Regarded from this, the only correct, point of view, the Labour Party is a thoroughly bourgeois party, because, although made up of workers, it is led by reactionaries, and the worst kind of reactionaries at that, who act quite in the spirit of the bourgeoisie. It is an organisation of the bourgeoisie, which exists to systematically dupe the workers with the aid of the British Noskes and Scheidemanns [the executioners of Rosa Luxemburg and Karl Liebknecht].13

An assessment which retains its essential purchase. But the PLP is now two parties. One is a 172-strong bourgeois party. The other is a 40-strong potential workers’ party. However, the potential workers’ party has every chance of keeping the loyalty of the affiliated trade unions, the leftwing mass membership, the working class electoral base, etc. With Corbyn’s election in September came the chance to transform the Labour Party by attacking the right both from below and above. It was never going to be easy and not easy it has proved. But that chance still remains before us.
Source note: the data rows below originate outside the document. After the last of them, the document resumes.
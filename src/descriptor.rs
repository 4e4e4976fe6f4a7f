//! The structural facts of one class, as consumed by the canonicalizer.
//!
//! Built by [`crate::reader::read`] from class bytes, or directly by a compiler
//! front-end that already knows the class layout (and has resolved nested-class
//! modifiers itself).

use crate::error::CoreError;
use crate::modifiers::{self, CONSTRUCTOR_NAME, STATIC_INITIALIZER_NAME};
use serde::{Deserialize, Serialize};

#[derive(Debug, Clone, PartialEq, Eq, Serialize, Deserialize)]
pub struct ClassDescriptor {
    /// Dotted binary name, e.g. `a.b.Outer$Inner`.
    pub binary_name: String,
    /// Declared class modifiers, already limited to public/final/interface/abstract.
    pub modifiers: u16,
    /// Dotted interface names in declaration order.
    #[serde(default)]
    pub interfaces: Vec<String>,
    #[serde(default)]
    pub fields: Vec<FieldInfo>,
    #[serde(default)]
    pub methods: Vec<MethodInfo>,
}

#[derive(Debug, Clone, PartialEq, Eq, Serialize, Deserialize)]
pub struct FieldInfo {
    pub name: String,
    /// Raw access flags as read.
    pub modifiers: u16,
    /// Raw field descriptor, e.g. `I` or `Ljava/lang/String;`.
    pub descriptor: String,
}

#[derive(Debug, Clone, PartialEq, Eq, Serialize, Deserialize)]
pub struct MethodInfo {
    pub name: String,
    pub modifiers: u16,
    /// Raw method descriptor, e.g. `(Ljava/lang/String;)V`.
    pub descriptor: String,
    #[serde(default)]
    pub is_constructor: bool,
    #[serde(default)]
    pub is_static_initializer: bool,
}

impl FieldInfo {
    pub fn new(name: impl Into<String>, modifiers: u16, descriptor: impl Into<String>) -> Self {
        Self {
            name: name.into(),
            modifiers,
            descriptor: descriptor.into(),
        }
    }

    /// Private fields that are also static or transient never reach the canonical form.
    pub fn is_excluded(&self) -> bool {
        modifiers::has(self.modifiers, modifiers::ACC_PRIVATE)
            && modifiers::has(
                self.modifiers,
                modifiers::ACC_STATIC | modifiers::ACC_TRANSIENT,
            )
    }
}

impl MethodInfo {
    /// Derives the constructor / static-initializer markers from `name`.
    pub fn new(name: impl Into<String>, modifiers: u16, descriptor: impl Into<String>) -> Self {
        let name = name.into();
        Self {
            is_constructor: name == CONSTRUCTOR_NAME,
            is_static_initializer: name == STATIC_INITIALIZER_NAME,
            name,
            modifiers,
            descriptor: descriptor.into(),
        }
    }

    pub fn is_private(&self) -> bool {
        modifiers::has(self.modifiers, modifiers::ACC_PRIVATE)
    }
}

impl ClassDescriptor {
    pub fn new(binary_name: impl Into<String>, modifiers: u16) -> Self {
        Self {
            binary_name: binary_name.into(),
            modifiers: modifiers & modifiers::CLASS_MASK,
            interfaces: Vec::new(),
            fields: Vec::new(),
            methods: Vec::new(),
        }
    }

    pub fn with_interface(mut self, name: impl Into<String>) -> Self {
        self.interfaces.push(name.into());
        self
    }

    pub fn with_field(mut self, field: FieldInfo) -> Self {
        self.fields.push(field);
        self
    }

    pub fn with_method(mut self, method: MethodInfo) -> Self {
        self.methods.push(method);
        self
    }

    pub fn has_static_initializer(&self) -> bool {
        self.methods.iter().any(|m| m.is_static_initializer)
    }

    /// Check the binary name invariant for descriptors that did not come from the reader.
    pub fn validate(&self) -> Result<(), CoreError> {
        let name = &self.binary_name;
        if name.is_empty() {
            return Err(CoreError::InvalidDescriptor("empty binary name".to_string()));
        }
        if name.contains('/') {
            return Err(CoreError::InvalidDescriptor(format!(
                "binary name '{}' must be dotted, not slashed",
                name
            )));
        }
        if name.split('.').any(str::is_empty) {
            return Err(CoreError::InvalidDescriptor(format!(
                "binary name '{}' has an empty segment",
                name
            )));
        }
        for method in &self.methods {
            if method.is_constructor != (method.name == CONSTRUCTOR_NAME)
                || method.is_static_initializer != (method.name == STATIC_INITIALIZER_NAME)
            {
                return Err(CoreError::InvalidDescriptor(format!(
                    "method '{}' has inconsistent constructor/initializer markers",
                    method.name
                )));
            }
        }
        Ok(())
    }
}
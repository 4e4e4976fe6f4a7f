use regex::Regex;
use serde::Deserialize;
use std::path::{Path, PathBuf};

use crate::canonical::Grammar;
use crate::report::Format;

#[derive(Debug, Deserialize)]
pub struct Config {
    #[serde(default)]
    pub output: OutputConfig,
    #[serde(default)]
    pub hash: HashConfig,
    #[serde(default)]
    pub filter: FilterConfig,
    #[serde(default)]
    pub sources: Vec<SourceConfig>,
    #[serde(default)]
    pub rebuild: Option<RebuildConfig>,
}

#[derive(Debug, Deserialize)]
pub struct OutputConfig {
    #[serde(default = "default_output_path")]
    pub path: PathBuf,
    #[serde(default)]
    pub format: Format,
    #[serde(default = "default_cache_file")]
    pub cache_file: PathBuf,
}

impl Default for OutputConfig {
    fn default() -> Self {
        Self {
            path: default_output_path(),
            format: Format::default(),
            cache_file: default_cache_file(),
        }
    }
}

fn default_output_path() -> PathBuf {
    PathBuf::from("serial-ids.json")
}

fn default_cache_file() -> PathBuf {
    PathBuf::from(".svuid-cache.json")
}

#[derive(Debug, Deserialize, Default)]
pub struct HashConfig {
    #[serde(default)]
    pub grammar: Grammar,
}

/// Regexes over dotted binary names.
#[derive(Debug, Deserialize, Default)]
pub struct FilterConfig {
    #[serde(default)]
    pub include: Vec<String>,
    #[serde(default)]
    pub exclude: Vec<String>,
}

#[derive(Debug, Deserialize)]
#[serde(tag = "type", rename_all = "lowercase")]
pub enum SourceConfig {
    Directory { path: PathBuf },
    File { path: PathBuf },
    Files { paths: Vec<PathBuf> },
    Glob { pattern: String },
    /// JSON array of prebuilt class descriptors.
    Descriptors { path: PathBuf },
}

#[derive(Debug, Deserialize)]
pub struct RebuildConfig {
    pub command: Vec<String>,
    #[serde(default = "default_attempts")]
    pub attempts: u32,
}

fn default_attempts() -> u32 {
    1
}

impl Config {
    pub fn load(path: &Path) -> anyhow::Result<Self> {
        let content = std::fs::read_to_string(path)?;
        let config: Config = toml::from_str(&content)?;
        Ok(config)
    }
}

/// Compiled form of [`FilterConfig`].
#[derive(Debug, Default)]
pub struct ClassFilter {
    include: Vec<Regex>,
    exclude: Vec<Regex>,
}

impl ClassFilter {
    pub fn new(config: &FilterConfig) -> anyhow::Result<Self> {
        let compile = |patterns: &[String]| -> anyhow::Result<Vec<Regex>> {
            patterns
                .iter()
                .map(|p| {
                    Regex::new(p)
                        .map_err(|e| anyhow::anyhow!("Invalid filter pattern '{}': {}", p, e))
                })
                .collect()
        };
        Ok(Self {
            include: compile(&config.include)?,
            exclude: compile(&config.exclude)?,
        })
    }

    pub fn accepts(&self, binary_name: &str) -> bool {
        let included =
            self.include.is_empty() || self.include.iter().any(|r| r.is_match(binary_name));
        included && !self.exclude.iter().any(|r| r.is_match(binary_name))
    }
}
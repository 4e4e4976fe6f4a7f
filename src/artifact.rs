//! Caller-side collaborators around the pure pipeline: finding a class's compiled
//! bytes on disk and retrying after a build when they are missing.

use crate::canonical::Grammar;
use crate::descriptor::ClassDescriptor;
use crate::error::CoreError;
use std::io;
use std::path::{Path, PathBuf};
use std::process::Command;

/// Resolves dotted binary names against class output directories.
#[derive(Debug, Clone, Default)]
pub struct ClassLocator {
    roots: Vec<PathBuf>,
}

impl ClassLocator {
    pub fn new<I, P>(roots: I) -> Self
    where
        I: IntoIterator<Item = P>,
        P: Into<PathBuf>,
    {
        Self {
            roots: roots.into_iter().map(Into::into).collect(),
        }
    }

    /// `a.b.Outer$Inner` -> `a/b/Outer$Inner.class`
    pub fn relative_path(binary_name: &str) -> PathBuf {
        let mut path: PathBuf = binary_name.split('.').collect();
        path.set_extension("class");
        path
    }

    pub fn locate(&self, binary_name: &str) -> Option<PathBuf> {
        let relative = Self::relative_path(binary_name);
        self.roots
            .iter()
            .map(|root| root.join(&relative))
            .find(|candidate| candidate.is_file())
    }

    pub fn load(&self, binary_name: &str) -> Result<Vec<u8>, CoreError> {
        match self.locate(binary_name) {
            Some(path) => load(&path),
            None => Err(CoreError::unavailable(
                Self::relative_path(binary_name),
                io::Error::new(
                    io::ErrorKind::NotFound,
                    format!("{} not found in {} class root(s)", binary_name, self.roots.len()),
                ),
            )),
        }
    }
}

/// Read a class file; any I/O failure means the artifact is unavailable.
pub fn load(path: &Path) -> Result<Vec<u8>, CoreError> {
    std::fs::read(path).map_err(|e| CoreError::unavailable(path, e))
}

/// Fetch bytes and compute the id; while the artifact is unavailable, run `rebuild`
/// and try again, up to `attempts` rebuilds. Every other failure is returned as is.
///
/// The descriptor is returned with the id so both describe the same fetched bytes.
pub fn compute_with_rebuild<F, R>(
    mut fetch: F,
    mut rebuild: R,
    attempts: u32,
    grammar: Grammar,
) -> Result<(ClassDescriptor, i64), CoreError>
where
    F: FnMut() -> Result<Vec<u8>, CoreError>,
    R: FnMut() -> io::Result<()>,
{
    let mut rebuilds = 0;
    loop {
        let err = match fetch() {
            Ok(bytes) => {
                let desc = crate::reader::read(&bytes)?;
                let id = crate::compute_structural_id_from_descriptor(&desc, grammar)?;
                return Ok((desc, id));
            }
            Err(err) => err,
        };
        if !err.is_retryable() || rebuilds >= attempts {
            return Err(err);
        }
        rebuilds += 1;
        tracing::info!(attempt = rebuilds, error = %err, "artifact unavailable, rebuilding");
        if let Err(build_err) = rebuild() {
            tracing::warn!(error = %build_err, "rebuild failed");
            return Err(err);
        }
    }
}

/// A rebuild step that runs an external build command, e.g. `["mvn", "-q", "compile"]`.
pub fn command_rebuilder(command: Vec<String>, cwd: PathBuf) -> impl FnMut() -> io::Result<()> {
    move || {
        let (program, args) = command
            .split_first()
            .ok_or_else(|| io::Error::new(io::ErrorKind::InvalidInput, "empty rebuild command"))?;
        let status = Command::new(program).args(args).current_dir(&cwd).status()?;
        if status.success() {
            Ok(())
        } else {
            Err(io::Error::other(format!("rebuild command exited with {}", status)))
        }
    }
}
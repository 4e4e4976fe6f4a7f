//! Default `serialVersionUID` computation for compiled JVM classes.
//!
//! ```text
//! class bytes -> reader::read -> ClassDescriptor -> canonical::canonicalize -> hasher::hash -> i64
//! ```
//!
//! The pipeline is pure: no I/O, no shared state, safe to run from any number of
//! threads at once. Locating and loading class files lives in [`artifact`] and the
//! binary; the core only ever sees bytes or a prebuilt [`ClassDescriptor`].

pub mod artifact;
pub mod cache;
pub mod canonical;
pub mod config;
pub mod descriptor;
pub mod error;
pub mod hasher;
pub mod modifiers;
pub mod mutf8;
pub mod reader;
pub mod report;
pub mod scanner;

pub use canonical::Grammar;
pub use descriptor::{ClassDescriptor, FieldInfo, MethodInfo};
pub use error::{CanonicalError, CoreError, ErrorKind, HashError, ReadError};

/// Structural id of one class file, using the default grammar.
pub fn compute_structural_id(bytes: &[u8]) -> Result<i64, CoreError> {
    compute_structural_id_with(bytes, Grammar::default())
}

pub fn compute_structural_id_with(bytes: &[u8], grammar: Grammar) -> Result<i64, CoreError> {
    let desc = reader::read(bytes)?;
    id_of(&desc, grammar)
}

/// Structural id of a descriptor supplied by a compiler front-end instead of class bytes.
pub fn compute_structural_id_from_descriptor(
    desc: &ClassDescriptor,
    grammar: Grammar,
) -> Result<i64, CoreError> {
    desc.validate()?;
    id_of(desc, grammar)
}

fn id_of(desc: &ClassDescriptor, grammar: Grammar) -> Result<i64, CoreError> {
    let canonical = canonical::canonicalize_with(desc, grammar)?;
    let id = hasher::hash(&canonical)?;
    tracing::trace!(class = %desc.binary_name, %grammar, id, "computed structural id");
    Ok(id)
}
/// Compute ids for explicit targets, printing them instead of writing a report.
fn run_targets(cli: &Cli) -> Result<()> {
    let grammar = cli.grammar.unwrap_or_default();
    let format = cli.format.unwrap_or(Format::Text);
    let locator = ClassLocator::new(cli.classpath.iter().cloned());

    let rebuild = if cli.rebuild {
        let config = Config::load(&cli.config).with_context(|| {
            format!("--rebuild needs a config file, failed to load {:?}", cli.config)
        })?;
        let project_root = cli
            .config
            .parent()
            .unwrap_or_else(|| Path::new("."))
            .to_path_buf();
        let rebuild = config
            .rebuild
            .context("--rebuild needs a [rebuild] section in the config file")?;
        Some((rebuild, project_root))
    } else {
        None
    };

    let mut entries = Vec::new();
    let mut failed = 0;
    for target in &cli.targets {
        let by_name = !cli.classpath.is_empty() && !target.ends_with(".class");
        let fetch = || {
            if by_name {
                locator.load(target)
            } else {
                artifact::load(Path::new(target))
            }
        };

        let result = match &rebuild {
            Some((config, root)) => artifact::compute_with_rebuild(
                fetch,
                artifact::command_rebuilder(config.command.clone(), root.clone()),
                config.attempts,
                grammar,
            )
            .map(|(desc, uid)| (desc.binary_name, uid)),
            None => fetch().and_then(|bytes| {
                let desc = reader::read(&bytes)?;
                let uid = compute_structural_id_from_descriptor(&desc, grammar)?;
                Ok((desc.binary_name, uid))
            }),
        };

        match result {
            Ok((binary_name, uid)) => entries.push(ReportEntry {
                binary_name,
                source: target.clone(),
                uid,
            }),
            Err(e) => {
                eprintln!("Error: {}: {}", target, e);
                failed += 1;
            }
        }
    }

    let report = Report::new(grammar, entries);
    print!("{}", report.render(format)?);

    if failed > 0 {
        anyhow::bail!("{} of {} target(s) failed", failed, cli.targets.len());
    }
    Ok(())
}

struct Job {
    path: PathBuf,
    source: String,
}

enum Outcome {
    Computed {
        entry: ReportEntry,
        hash: String,
        cached: bool,
    },
    Filtered(String),
    Failed {
        job_index: usize,
        error: CoreError,
    },
}

struct RunContext<'a> {
    cache: &'a Cache,
    cached_names: HashMap<&'a str, &'a str>,
    filter: &'a ClassFilter,
    grammar: Grammar,
}

fn process(job_index: usize, job: &Job, ctx: &RunContext<'_>) -> Outcome {
    let failed = |error: CoreError| Outcome::Failed { job_index, error };

    let bytes = match artifact::load(&job.path) {
        Ok(bytes) => bytes,
        Err(e) => return failed(e),
    };
    let hash = cache::fingerprint(&bytes);

    if let Some(name) = ctx.cached_names.get(job.source.as_str()) {
        if let Some(uid) = ctx.cache.lookup(name, &hash) {
            if !ctx.filter.accepts(name) {
                return Outcome::Filtered(name.to_string());
            }
            return Outcome::Computed {
                entry: ReportEntry {
                    binary_name: name.to_string(),
                    source: job.source.clone(),
                    uid,
                },
                hash,
                cached: true,
            };
        }
    }

    let desc = match reader::read(&bytes) {
        Ok(desc) => desc,
        Err(e) => return failed(e.into()),
    };
    if !ctx.filter.accepts(&desc.binary_name) {
        return Outcome::Filtered(desc.binary_name);
    }
    match compute_structural_id_from_descriptor(&desc, ctx.grammar) {
        Ok(uid) => Outcome::Computed {
            entry: ReportEntry {
                binary_name: desc.binary_name,
                source: job.source.clone(),
                uid,
            },
            hash,
            cached: false,
        },
        Err(e) => failed(e),
    }
}

fn kind_label(kind: ErrorKind) -> &'static str {
    match kind {
        ErrorKind::ArtifactUnavailable => "unavailable",
        ErrorKind::MalformedArtifact => "malformed",
        ErrorKind::AlgorithmUnavailable => "environment",
        ErrorKind::InvalidInput => "invalid",
    }
}

fn load_descriptors(path: &Path) -> Result<Vec<ClassDescriptor>> {
    let content = std::fs::read_to_string(path)
        .with_context(|| format!("Failed to read descriptor file {:?}", path))?;
    let descriptors: Vec<ClassDescriptor> = serde_json::from_str(&content)
        .with_context(|| format!("Failed to parse descriptor file {:?}", path))?;
    Ok(descriptors)
}

/// Run the computation once
fn run_generation(cli: &Cli, config: &Config, project_root: &Path) -> Result<()> {
    let start = Instant::now();
    let grammar = cli.grammar.unwrap_or(config.hash.grammar);
    let format = cli.format.unwrap_or(config.output.format);
    let filter = ClassFilter::new(&config.filter)?;

    println!("svuid-gen v{} ({} grammar)", env!("CARGO_PKG_VERSION"), grammar);
    println!("{}", "=".repeat(50));

    let cache_path = resolve(project_root, &config.output.cache_file);
    let previous = if cli.force {
        println!("[Force mode] Ignoring cache, recomputing all ids...");
        Cache::new(grammar)
    } else {
        Cache::load(&cache_path, grammar).unwrap_or_else(|e| {
            tracing::warn!("Discarding unreadable cache {:?}: {}", cache_path, e);
            Cache::new(grammar)
        })
    };

    println!("\n[1/3] Scanning sources...");
    let mut class_files: Vec<PathBuf> = Vec::new();
    let mut descriptor_files: Vec<PathBuf> = Vec::new();
    for source in &config.sources {
        match source {
            SourceConfig::Directory { path } => {
                let resolved = resolve(project_root, path);
                if !resolved.is_dir() {
                    anyhow::bail!("Source directory not found: {:?}", resolved);
                }
                class_files.extend(scanner::scan_directory(&resolved)?);
            }
            SourceConfig::File { path } => class_files.push(resolve(project_root, path)),
            SourceConfig::Files { paths } => {
                class_files.extend(paths.iter().map(|p| resolve(project_root, p)));
            }
            SourceConfig::Glob { pattern } => {
                let resolved_pattern = if Path::new(pattern).is_absolute() {
                    pattern.clone()
                } else {
                    project_root.join(pattern).to_string_lossy().to_string()
                };
                class_files.extend(scanner::expand_glob(&resolved_pattern)?);
            }
            SourceConfig::Descriptors { path } => {
                descriptor_files.push(resolve(project_root, path));
            }
        }
    }
    let mut seen = HashSet::new();
    class_files.retain(|p| seen.insert(p.clone()));
    println!(
        "  Found {} class files, {} descriptor files",
        class_files.len(),
        descriptor_files.len()
    );

    println!("\n[2/3] Computing ids...");
    let jobs: Vec<Job> = class_files
        .into_iter()
        .map(|path| Job {
            source: display_source(project_root, &path),
            path,
        })
        .collect();
    let ctx = RunContext {
        cache: &previous,
        cached_names: previous.source_index(),
        filter: &filter,
        grammar,
    };

    let mut outcomes: Vec<Outcome> = jobs
        .par_iter()
        .enumerate()
        .map(|(i, job)| process(i, job, &ctx))
        .collect();

    if cli.rebuild {
        if let Some(rebuild) = &config.rebuild {
            let mut rebuild_step =
                artifact::command_rebuilder(rebuild.command.clone(), project_root.to_path_buf());
            for attempt in 1..=rebuild.attempts {
                let pending: Vec<usize> = outcomes
                    .iter()
                    .filter_map(|o| match o {
                        Outcome::Failed { job_index, error }
                            if error.kind() == ErrorKind::ArtifactUnavailable =>
                        {
                            Some(*job_index)
                        }
                        _ => None,
                    })
                    .collect();
                if pending.is_empty() {
                    break;
                }
                println!(
                    "  {} class file(s) unavailable, rebuilding (attempt {}/{})...",
                    pending.len(),
                    attempt,
                    rebuild.attempts
                );
                if let Err(e) = rebuild_step() {
                    eprintln!("  Rebuild failed: {}", e);
                    break;
                }
                let retried: Vec<Outcome> = pending
                    .par_iter()
                    .map(|&i| process(i, &jobs[i], &ctx))
                    .collect();
                outcomes.retain(|o| {
                    !matches!(o, Outcome::Failed { job_index, .. } if pending.contains(job_index))
                });
                outcomes.extend(retried);
            }
        } else {
            tracing::warn!("--rebuild given but the config has no [rebuild] section");
        }
    }

    let mut next_cache = Cache::new(grammar);
    let mut entries: Vec<ReportEntry> = Vec::new();
    let mut names: HashSet<String> = HashSet::new();
    let (mut cached, mut computed, mut filtered, mut failed) = (0, 0, 0, 0);

    for outcome in outcomes {
        match outcome {
            Outcome::Computed {
                entry,
                hash,
                cached: was_cached,
            } => {
                if !names.insert(entry.binary_name.clone()) {
                    tracing::warn!(
                        "Duplicate class {} in {}, keeping the first",
                        entry.binary_name,
                        entry.source
                    );
                    continue;
                }
                if was_cached {
                    cached += 1;
                } else {
                    computed += 1;
                }
                if cli.verbose {
                    let tag = if was_cached { "cached" } else { "update" };
                    println!(
                        "  [{}] {} = {}",
                        tag,
                        entry.binary_name,
                        report::java_literal(entry.uid)
                    );
                }
                next_cache.set_entry(&entry.binary_name, &entry.source, &hash, entry.uid);
                entries.push(entry);
            }
            Outcome::Filtered(name) => {
                filtered += 1;
                if cli.verbose {
                    println!("  [skip] {}", name);
                }
            }
            Outcome::Failed { job_index, error } => {
                failed += 1;
                tracing::warn!(
                    "[{}] {}: {}",
                    kind_label(error.kind()),
                    jobs[job_index].source,
                    error
                );
            }
        }
    }

    for path in &descriptor_files {
        let source = display_source(project_root, path);
        let descriptors = match load_descriptors(path) {
            Ok(descriptors) => descriptors,
            Err(e) => {
                failed += 1;
                tracing::warn!("[invalid] {}: {:#}", source, e);
                continue;
            }
        };
        for desc in descriptors {
            if !filter.accepts(&desc.binary_name) {
                filtered += 1;
                continue;
            }
            let uid = match compute_structural_id_from_descriptor(&desc, grammar) {
                Ok(uid) => uid,
                Err(error) => {
                    failed += 1;
                    tracing::warn!(
                        "[{}] {} ({}): {}",
                        kind_label(error.kind()),
                        source,
                        desc.binary_name,
                        error
                    );
                    continue;
                }
            };
            if !names.insert(desc.binary_name.clone()) {
                tracing::warn!(
                    "Duplicate class {} in {}, keeping the first",
                    desc.binary_name,
                    source
                );
                continue;
            }
            computed += 1;
            entries.push(ReportEntry {
                binary_name: desc.binary_name,
                source: source.clone(),
                uid,
            });
        }
    }

    println!(
        "  Cached: {}, Computed: {}, Skipped: {}, Failed: {}",
        cached, computed, filtered, failed
    );

    println!("\n[3/3] Writing report...");
    let total = entries.len();
    let report = Report::new(grammar, entries);
    let output_path = resolve(project_root, &config.output.path);
    if report::write_if_changed(&output_path, &report.render(format)?)? {
        println!("  Written {} ids to {:?}", total, output_path);
    } else {
        println!("  No changes for {:?}", output_path);
    }

    next_cache.save(&cache_path)?;

    println!("\n{}", "=".repeat(50));
    println!("Done! {} ids in {:?}", total, start.elapsed());

    if failed > 0 {
        anyhow::bail!("{} artifact(s) could not be processed", failed);
    }
    Ok(())
}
Hence, we must ensure that Corbyn is re-elected and the right is humiliatingly defeated. Then we can regrow the PLP, not as the master, but as the servant of the labour movement. That prospect genuinely sends shivers of fear throughout the bourgeois establishment. No wonder the PLP right, the Mirror, the Sun and now David Cameron are united in wanting Jeremy Corbyn to throw in the towel and resign. The last thing they want is a democratic election with Corbyn as a candidate.

1. The Guardian March 23 2016.
3. From a 2.5% historic low point the Liberal Party saw a revival in the 1970s, which saw it win 19.3% of the popular vote in the February 1974 general election.
5. The Guardian June 26 2016.
7. D Pryer Trade union political funds and levy House of Commons briefing paper No00593, August 8 2013, p8.
8. At the 1899 TUC, JH Holmes, a delegate of the Amalgamated Society of Railway Servants, moved this resolution: “That this congress, having regard to its decisions in former years, and with a view to securing a better representation of the interests of labour in the House of Commons, hereby instructs the parliamentary committee to invite the cooperation of all cooperative, socialistic, trade unions and other working class organisations to jointly cooperate on lines mutually agreed upon, in convening a special congress of representatives from such of the above-named organisations as may be willing to take part to devise ways and means for securing the return of an increased number of labour members to the next parliament” (
9. Socialist Worker September 8 2015.
12. Eg, Owen Jones The Guardian September 16 2015.
13. VI Lenin CW Vol 31, Moscow 1977, pp257-58.